So here is what I learned about motors from this site. I wanted to post a quick reference so newbs (like myself) do not have to sort through the sticky page.

When looking for a forklift motor:
Get a series wound motor because they have very high torque and handle abuse (over volting) a lot better.
Know the difference between a Spex motor and a Series wound.
When dealing with series wound forklift motors go for higher voltage. (36V may require advanced timing.)
Hp does not directly represent torque (although it does have a factor in its equation).
Get a class H insulation if possible (makes your motor last longer)

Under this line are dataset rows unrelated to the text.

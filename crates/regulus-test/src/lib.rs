// Regulus Report - Benchmark log reporting pipeline
//
// Copyright (c) 2025 Regulus contributors.
//
// SPDX-License-Identifier: Apache-2.0
//
// Licensed under the Apache License, Version 2.0 (the "License");
// you may not use this file except in compliance with the License.
// You may obtain a copy of the License in the LICENSE file at the
// root of this repository or at: http://www.apache.org/licenses/LICENSE-2.0
//
// Unless required by applicable law or agreed to in writing, software
// distributed under the License is distributed on an "AS IS" BASIS,
// WITHOUT WARRANTIES OR CONDITIONS OF ANY KIND, either express or implied.
// See the License for the specific language governing permissions and
// limitations under the License.

//! Shared test fixtures and utilities for the Regulus crates.
//!
//! # Features
//!
//! - **Log Fixtures**: Result logs covering each result grammar and edge case
//! - **Log Builder**: Fluent API for generating logs with many iterations
//! - **Tree Builder**: Temporary directory trees of result files
//!
//! # Quick Start
//!
//! ```rust
//! use regulus_test::{fixtures, TreeBuilder};
//!
//! let tree = TreeBuilder::new()
//!     .file("run-1/result-summary.txt", fixtures::UPERF_SINGLE)
//!     .file("run-2/result-summary.txt", fixtures::IPERF)
//!     .build();
//! assert!(tree.path().join("run-1/result-summary.txt").exists());
//! ```

/// Canonical result logs and a builder for generated ones.
pub mod fixtures;

mod tree;

pub use fixtures::builders::{IterationBuilder, LogBuilder};
pub use tree::TreeBuilder;

/// Type alias for a list of named log fixtures.
pub type FixtureList = Vec<(&'static str, &'static str)>;
// Regulus Report - Benchmark log reporting pipeline
//
// Copyright (c) 2025 Regulus contributors.
//
// SPDX-License-Identifier: Apache-2.0
//
// Licensed under the Apache License, Version 2.0 (the "License");
// you may not use this file except in compliance with the License.
// You may obtain a copy of the License in the LICENSE file at the
// root of this repository or at: http://www.apache.org/licenses/LICENSE-2.0
//
// Unless required by applicable law or agreed to in writing, software
// distributed under the License is distributed on an "AS IS" BASIS,
// WITHOUT WARRANTIES OR CONDITIONS OF ANY KIND, either express or implied.
// See the License for the specific language governing permissions and
// limitations under the License.

//! Wall-clock source for timestamps written into reports.

use chrono::{DateTime, SecondsFormat, Utc};

/// Source of "now" for generated timestamps.
///
/// `Fixed` makes two runs over the same input produce identical bytes.
#[derive(Debug, Clone, Copy, PartialEq, Eq, Default)]
pub enum Clock {
    #[default]
    System,
    Fixed(DateTime<Utc>),
}

impl Clock {
    pub fn now(&self) -> DateTime<Utc> {
        match self {
            Clock::System => Utc::now(),
            Clock::Fixed(at) => *at,
        }
    }

    /// RFC 3339 timestamp with microsecond precision.
    pub fn timestamp(&self) -> String {
        self.now().to_rfc3339_opts(SecondsFormat::Micros, true)
    }
}

#[cfg(test)]
mod tests {
    use super::*;
    use chrono::TimeZone;

    #[test]
    fn test_fixed_clock_is_stable() {
        let at = Utc.with_ymd_and_hms(2025, 1, 20, 12, 0, 0).unwrap();
        let clock = Clock::Fixed(at);
        assert_eq!(clock.timestamp(), clock.timestamp());
        assert_eq!(clock.timestamp(), "2025-01-20T12:00:00.000000Z");
    }
}
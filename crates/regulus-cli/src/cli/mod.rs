// Regulus Report - Benchmark log reporting pipeline
//
// Copyright (c) 2025 Regulus contributors.
//
// SPDX-License-Identifier: Apache-2.0
//
// Licensed under the Apache License, Version 2.0 (the "License");
// you may not use this file except in compliance with the License.
// You may obtain a copy of the License in the LICENSE file at the
// root of this repository or at: http://www.apache.org/licenses/LICENSE-2.0
//
// Unless required by applicable law or agreed to in writing, software
// distributed under the License is distributed on an "AS IS" BASIS,
// WITHOUT WARRANTIES OR CONDITIONS OF ANY KIND, either express or implied.
// See the License for the specific language governing permissions and
// limitations under the License.

//! Command-line surface of `regulus-report`.
//!
//! Without a subcommand the binary reports on one directory tree. The
//! `batch` subcommand covers several directories and `schema` exposes the
//! schema catalog.

mod batch;
mod report;
mod schema;

use crate::error::Result;
use clap::Subcommand;

pub use batch::BatchArgs;
pub use report::{PipelineArgs, ReportArgs};
pub use schema::SchemaCommands;

#[derive(Subcommand)]
pub enum Commands {
    /// Report on several directories, one output set each
    Batch(BatchArgs),

    /// Inspect, export, validate and upgrade report schemas
    #[command(subcommand)]
    Schema(SchemaCommands),
}

impl Commands {
    /// Execute the subcommand.
    ///
    /// # Errors
    ///
    /// Returns `Err` for setup problems: unreadable configuration, unknown
    /// formats or schema versions, unwritable summary files, or an invalid
    /// document passed to `schema validate`.
    pub fn execute(self) -> Result<()> {
        match self {
            Commands::Batch(args) => args.execute(),
            Commands::Schema(cmd) => cmd.execute(),
        }
    }
}
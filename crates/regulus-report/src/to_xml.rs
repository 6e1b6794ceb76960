// Regulus Report - Benchmark log reporting pipeline
//
// Copyright (c) 2025 Regulus contributors.
//
// SPDX-License-Identifier: Apache-2.0
//
// Licensed under the Apache License, Version 2.0 (the "License");
// you may not use this file except in compliance with the License.
// You may obtain a copy of the License in the LICENSE file at the
// root of this repository or at: http://www.apache.org/licenses/LICENSE-2.0
//
// Unless required by applicable law or agreed to in writing, software
// distributed under the License is distributed on an "AS IS" BASIS,
// WITHOUT WARRANTIES OR CONDITIONS OF ANY KIND, either express or implied.
// See the License for the specific language governing permissions and
// limitations under the License.

//! XML output, one `result` element per file.

use crate::document::RunMetadata;
use crate::error::{OutputError, Result};
use crate::generator::OutputGenerator;
use quick_xml::events::{BytesDecl, BytesEnd, BytesStart, BytesText, Event};
use quick_xml::Writer;
use regulus_core::FileReport;
use serde_json::Value;
use std::io::Cursor;

/// Configuration for XML output
#[derive(Debug, Clone)]
pub struct XmlConfig {
    /// Pretty-print with indentation
    pub pretty: bool,
    /// Spaces per indentation level
    pub indent: usize,
    /// Root element name
    pub root_element: String,
}

impl Default for XmlConfig {
    fn default() -> Self {
        Self {
            pretty: true,
            indent: 2,
            root_element: "build_report".to_string(),
        }
    }
}

/// Writes file reports as XML.
///
/// `file_path` and `benchmark` become attributes of each `result`; every
/// other field becomes a nested element. Array entries are written as
/// `item` children.
#[derive(Debug, Clone, Default)]
pub struct XmlOutputGenerator {
    config: XmlConfig,
}

impl XmlOutputGenerator {
    pub fn new(config: XmlConfig) -> Self {
        Self { config }
    }
}

type XmlWriter = Writer<Cursor<Vec<u8>>>;

impl OutputGenerator for XmlOutputGenerator {
    fn extension(&self) -> &str {
        "xml"
    }

    fn render(&self, reports: &[FileReport], meta: &RunMetadata) -> Result<String> {
        let mut writer = if self.config.pretty {
            Writer::new_with_indent(Cursor::new(Vec::new()), b' ', self.config.indent)
        } else {
            Writer::new(Cursor::new(Vec::new()))
        };

        writer.write_event(Event::Decl(BytesDecl::new("1.0", Some("UTF-8"), None)))?;
        let root = element_name(&self.config.root_element);
        writer.write_event(Event::Start(BytesStart::new(root.as_str())))?;

        writer.write_event(Event::Start(BytesStart::new("metadata")))?;
        write_text_element(&mut writer, "timestamp", &meta.timestamp)?;
        write_text_element(&mut writer, "total_results", &reports.len().to_string())?;
        writer.write_event(Event::End(BytesEnd::new("metadata")))?;

        writer.write_event(Event::Start(BytesStart::new("results")))?;
        for report in reports {
            write_result(&mut writer, report)?;
        }
        writer.write_event(Event::End(BytesEnd::new("results")))?;

        writer.write_event(Event::End(BytesEnd::new(root.as_str())))?;

        let mut text = String::from_utf8(writer.into_inner().into_inner())
            .map_err(|e| OutputError::Xml(format!("Invalid UTF-8 in XML output: {}", e)))?;
        text.push('\n');
        Ok(text)
    }
}

fn write_result(writer: &mut XmlWriter, report: &FileReport) -> Result<()> {
    let mut elem = BytesStart::new("result");
    elem.push_attribute(("benchmark", report.benchmark.as_str()));
    elem.push_attribute(("file_path", report.file_path.as_str()));
    writer.write_event(Event::Start(elem))?;

    if let Value::Object(fields) = serde_json::to_value(report)? {
        for (key, value) in &fields {
            if key == "benchmark" || key == "file_path" {
                continue;
            }
            write_value(writer, key, value)?;
        }
    }

    writer.write_event(Event::End(BytesEnd::new("result")))?;
    Ok(())
}

fn write_value(writer: &mut XmlWriter, name: &str, value: &Value) -> Result<()> {
    let name = element_name(name);
    match value {
        Value::Object(map) => {
            if map.is_empty() {
                writer.write_event(Event::Empty(BytesStart::new(name.as_str())))?;
                return Ok(());
            }
            writer.write_event(Event::Start(BytesStart::new(name.as_str())))?;
            for (key, child) in map {
                write_value(writer, key, child)?;
            }
            writer.write_event(Event::End(BytesEnd::new(name.as_str())))?;
        }
        Value::Array(items) => {
            if items.is_empty() {
                writer.write_event(Event::Empty(BytesStart::new(name.as_str())))?;
                return Ok(());
            }
            writer.write_event(Event::Start(BytesStart::new(name.as_str())))?;
            for item in items {
                write_value(writer, "item", item)?;
            }
            writer.write_event(Event::End(BytesEnd::new(name.as_str())))?;
        }
        Value::Null => {
            writer.write_event(Event::Empty(BytesStart::new(name.as_str())))?;
        }
        Value::String(s) => write_text_element(writer, &name, s)?,
        other => write_text_element(writer, &name, &other.to_string())?,
    }
    Ok(())
}

fn write_text_element(writer: &mut XmlWriter, name: &str, text: &str) -> Result<()> {
    writer.write_event(Event::Start(BytesStart::new(name)))?;
    writer.write_event(Event::Text(BytesText::new(text)))?;
    writer.write_event(Event::End(BytesEnd::new(name)))?;
    Ok(())
}

/// Map an arbitrary key to a valid XML element name.
pub fn element_name(key: &str) -> String {
    let mut name: String = key
        .chars()
        .map(|c| {
            if c.is_ascii_alphanumeric() || matches!(c, '_' | '-' | '.') {
                c
            } else {
                '_'
            }
        })
        .collect();
    let valid_start = name
        .chars()
        .next()
        .map(|c| c.is_ascii_alphabetic() || c == '_')
        .unwrap_or(false);
    if !valid_start {
        name.insert(0, '_');
    }
    name
}

#[cfg(test)]
mod tests {
    use super::*;
    use regulus_core::{
        ConfigurableRuleEngine, DataExtractor, DataTransformer, DiscoveredFile,
        RegexDataExtractor, RuleEngine, StandardDataTransformer,
    };
    use regulus_test::fixtures;
    use std::time::UNIX_EPOCH;

    fn report(log: &str) -> FileReport {
        let rules = ConfigurableRuleEngine::new().rules_for("default");
        let file = DiscoveredFile::new("run/result-summary.txt", log.len() as u64, UNIX_EPOCH);
        let run = RegexDataExtractor::new().extract(log, &rules, &file);
        StandardDataTransformer::new().transform(run)
    }

    #[test]
    fn test_document_shape() {
        let xml = XmlOutputGenerator::default()
            .render(&[report(fixtures::UPERF_SINGLE)], &RunMetadata::new("2025-01-20T12:00:00Z"))
            .unwrap();

        assert!(xml.starts_with("<?xml version=\"1.0\" encoding=\"UTF-8\"?>"));
        assert!(xml.contains("<build_report>"));
        assert!(xml.contains("<timestamp>2025-01-20T12:00:00Z</timestamp>"));
        assert!(xml.contains("<total_results>1</total_results>"));
        assert!(xml.contains(
            "<result benchmark=\"uperf\" file_path=\"run/result-summary.txt\">"
        ));
        assert!(xml.contains("<iterations>"));
        assert!(xml.contains("<item>"));
        assert!(!xml.contains("<file_path>"));
    }

    #[test]
    fn test_compact_output_has_no_newlines_inside() {
        let gen = XmlOutputGenerator::new(XmlConfig {
            pretty: false,
            ..Default::default()
        });
        let xml = gen.render(&[], &RunMetadata::new("t")).unwrap();
        assert_eq!(xml.trim_end().lines().count(), 1);
        assert!(xml.contains("<results></results>"));
    }

    #[test]
    fn test_text_is_escaped() {
        let mut r = report(fixtures::UPERF_SINGLE);
        r.tags = "a<b & c".to_string();
        let xml = XmlOutputGenerator::default()
            .render(&[r], &RunMetadata::new("t"))
            .unwrap();
        assert!(xml.contains("<tags>a&lt;b &amp; c</tags>"));
    }

    #[test]
    fn test_element_name_sanitizing() {
        assert_eq!(element_name("stddev%"), "stddev_");
        assert_eq!(element_name("test-type"), "test-type");
        assert_eq!(element_name("1st"), "_1st");
        assert_eq!(element_name(""), "_");
        assert_eq!(element_name("a b"), "a_b");
    }
}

Get a motor around 150lbs (Wouldn't risk a motor that's too light, it won't have the oomph you need. a few extra pounds is A-o.k. but a significant amount of extra pounds limits your range)
Get one with a male shaft
A keyed shaft is easier to work with but you can still work with a spline shaft
Try and get the coupler that goes on to your motor when you buy it/rip it out (saves you $$ and time)
When looking for a different motor:
Ac is not the way to go for your first conversion (or do i just have low expectations of myself?)
You can tell if a motor is AC if it is a 1 phase or 3 phase motor
Pancake motors are usually not good candidates for car conversions. (Yeah you saw the one on ebay. They overheat easily)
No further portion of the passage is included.